* [MATERIAL SUPPLIED]
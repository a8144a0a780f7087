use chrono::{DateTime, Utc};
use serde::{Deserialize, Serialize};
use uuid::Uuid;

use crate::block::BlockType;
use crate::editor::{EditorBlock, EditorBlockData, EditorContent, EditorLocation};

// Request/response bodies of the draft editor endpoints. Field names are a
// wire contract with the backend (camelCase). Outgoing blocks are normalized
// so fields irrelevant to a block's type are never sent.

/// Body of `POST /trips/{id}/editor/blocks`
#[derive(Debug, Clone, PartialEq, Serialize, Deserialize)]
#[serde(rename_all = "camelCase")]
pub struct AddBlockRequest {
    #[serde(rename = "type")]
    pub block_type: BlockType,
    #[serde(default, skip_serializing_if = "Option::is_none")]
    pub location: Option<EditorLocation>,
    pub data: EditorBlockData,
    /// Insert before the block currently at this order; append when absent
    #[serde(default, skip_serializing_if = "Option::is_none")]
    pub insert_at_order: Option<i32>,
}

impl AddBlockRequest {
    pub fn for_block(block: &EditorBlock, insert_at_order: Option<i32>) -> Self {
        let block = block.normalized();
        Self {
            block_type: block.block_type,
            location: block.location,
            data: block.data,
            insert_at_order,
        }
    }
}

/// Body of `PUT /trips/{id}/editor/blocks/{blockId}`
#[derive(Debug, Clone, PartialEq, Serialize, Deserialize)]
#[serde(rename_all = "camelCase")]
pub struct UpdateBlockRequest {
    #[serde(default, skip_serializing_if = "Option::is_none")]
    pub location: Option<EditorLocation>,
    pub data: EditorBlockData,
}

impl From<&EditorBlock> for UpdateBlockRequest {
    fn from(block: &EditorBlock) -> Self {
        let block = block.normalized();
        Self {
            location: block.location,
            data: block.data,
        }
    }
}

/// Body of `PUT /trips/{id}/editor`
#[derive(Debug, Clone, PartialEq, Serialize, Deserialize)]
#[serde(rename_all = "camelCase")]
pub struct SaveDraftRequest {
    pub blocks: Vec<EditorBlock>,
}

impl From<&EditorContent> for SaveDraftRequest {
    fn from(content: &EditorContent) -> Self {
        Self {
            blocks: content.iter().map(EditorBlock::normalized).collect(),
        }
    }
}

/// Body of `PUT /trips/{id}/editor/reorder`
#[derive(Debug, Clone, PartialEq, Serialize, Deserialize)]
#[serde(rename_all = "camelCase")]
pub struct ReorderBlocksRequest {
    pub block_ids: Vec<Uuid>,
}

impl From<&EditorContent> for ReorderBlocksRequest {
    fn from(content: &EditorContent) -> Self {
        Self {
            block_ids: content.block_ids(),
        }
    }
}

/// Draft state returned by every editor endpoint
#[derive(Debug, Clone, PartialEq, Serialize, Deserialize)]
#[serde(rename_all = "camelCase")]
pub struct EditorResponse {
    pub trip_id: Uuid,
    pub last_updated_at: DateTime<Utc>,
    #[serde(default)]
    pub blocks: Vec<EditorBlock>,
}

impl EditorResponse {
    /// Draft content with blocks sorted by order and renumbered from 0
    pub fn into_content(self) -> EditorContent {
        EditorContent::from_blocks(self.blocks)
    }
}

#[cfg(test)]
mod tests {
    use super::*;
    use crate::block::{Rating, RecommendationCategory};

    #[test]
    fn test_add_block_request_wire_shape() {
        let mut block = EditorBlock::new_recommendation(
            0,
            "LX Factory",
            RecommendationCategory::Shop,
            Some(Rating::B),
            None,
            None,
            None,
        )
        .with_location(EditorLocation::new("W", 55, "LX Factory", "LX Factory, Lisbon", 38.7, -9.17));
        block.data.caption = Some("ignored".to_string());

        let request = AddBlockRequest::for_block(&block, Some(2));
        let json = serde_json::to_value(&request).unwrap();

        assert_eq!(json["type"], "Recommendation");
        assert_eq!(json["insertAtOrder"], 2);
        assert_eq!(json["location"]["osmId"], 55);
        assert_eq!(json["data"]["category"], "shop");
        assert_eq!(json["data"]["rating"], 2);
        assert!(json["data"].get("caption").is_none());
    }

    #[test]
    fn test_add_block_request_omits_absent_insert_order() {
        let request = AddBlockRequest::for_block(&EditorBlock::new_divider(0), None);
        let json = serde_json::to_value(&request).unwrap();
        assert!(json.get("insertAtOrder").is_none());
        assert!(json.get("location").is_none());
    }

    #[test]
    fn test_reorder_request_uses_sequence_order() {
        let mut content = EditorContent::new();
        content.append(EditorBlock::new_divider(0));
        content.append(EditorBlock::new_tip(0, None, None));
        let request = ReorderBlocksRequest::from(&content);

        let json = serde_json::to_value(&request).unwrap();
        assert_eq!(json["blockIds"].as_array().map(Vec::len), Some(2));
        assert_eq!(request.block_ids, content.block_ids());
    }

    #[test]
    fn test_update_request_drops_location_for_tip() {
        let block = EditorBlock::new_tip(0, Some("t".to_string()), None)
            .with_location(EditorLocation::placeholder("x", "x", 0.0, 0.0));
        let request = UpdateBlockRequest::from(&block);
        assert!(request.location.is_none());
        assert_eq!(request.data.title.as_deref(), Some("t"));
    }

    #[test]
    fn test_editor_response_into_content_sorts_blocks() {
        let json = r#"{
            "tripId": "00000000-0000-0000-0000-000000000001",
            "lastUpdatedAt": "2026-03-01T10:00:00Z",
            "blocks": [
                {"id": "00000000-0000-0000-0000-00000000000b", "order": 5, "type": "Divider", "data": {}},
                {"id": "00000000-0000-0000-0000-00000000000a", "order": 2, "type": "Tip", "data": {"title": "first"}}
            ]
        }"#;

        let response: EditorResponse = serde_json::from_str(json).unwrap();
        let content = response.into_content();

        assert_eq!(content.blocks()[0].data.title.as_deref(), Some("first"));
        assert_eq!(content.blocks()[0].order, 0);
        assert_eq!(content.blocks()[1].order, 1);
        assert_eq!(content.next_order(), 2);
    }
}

* [WHAT TO PRODUCE] Go back to the start of the listing above. Reproduce each line exactly, ending with the line that contains "pub struct SaveDraftRequest".

* [ANSWER TO THE PROBLEM]
repository a8144a0a780f7087
use chrono::{DateTime, Utc};
use serde::{Deserialize, Serialize};
use uuid::Uuid;

use crate::block::BlockType;
use crate::editor::{EditorBlock, EditorBlockData, EditorContent, EditorLocation};

// Request/response bodies of the draft editor endpoints. Field names are a
// wire contract with the backend (camelCase). Outgoing blocks are normalized
// so fields irrelevant to a block's type are never sent.

/// Body of `POST /trips/{id}/editor/blocks`
#[derive(Debug, Clone, PartialEq, Serialize, Deserialize)]
#[serde(rename_all = "camelCase")]
pub struct AddBlockRequest {
    #[serde(rename = "type")]
    pub block_type: BlockType,
    #[serde(default, skip_serializing_if = "Option::is_none")]
    pub location: Option<EditorLocation>,
    pub data: EditorBlockData,
    /// Insert before the block currently at this order; append when absent
    #[serde(default, skip_serializing_if = "Option::is_none")]
    pub insert_at_order: Option<i32>,
}

impl AddBlockRequest {
    pub fn for_block(block: &EditorBlock, insert_at_order: Option<i32>) -> Self {
        let block = block.normalized();
        Self {
            block_type: block.block_type,
            location: block.location,
            data: block.data,
            insert_at_order,
        }
    }
}

/// Body of `PUT /trips/{id}/editor/blocks/{blockId}`
#[derive(Debug, Clone, PartialEq, Serialize, Deserialize)]
#[serde(rename_all = "camelCase")]
pub struct UpdateBlockRequest {
    #[serde(default, skip_serializing_if = "Option::is_none")]
    pub location: Option<EditorLocation>,
    pub data: EditorBlockData,
}

impl From<&EditorBlock> for UpdateBlockRequest {
    fn from(block: &EditorBlock) -> Self {
        let block = block.normalized();
        Self {
            location: block.location,
            data: block.data,
        }
    }
}

/// Body of `PUT /trips/{id}/editor`
#[derive(Debug, Clone, PartialEq, Serialize, Deserialize)]
#[serde(rename_all = "camelCase")]
pub struct SaveDraftRequest {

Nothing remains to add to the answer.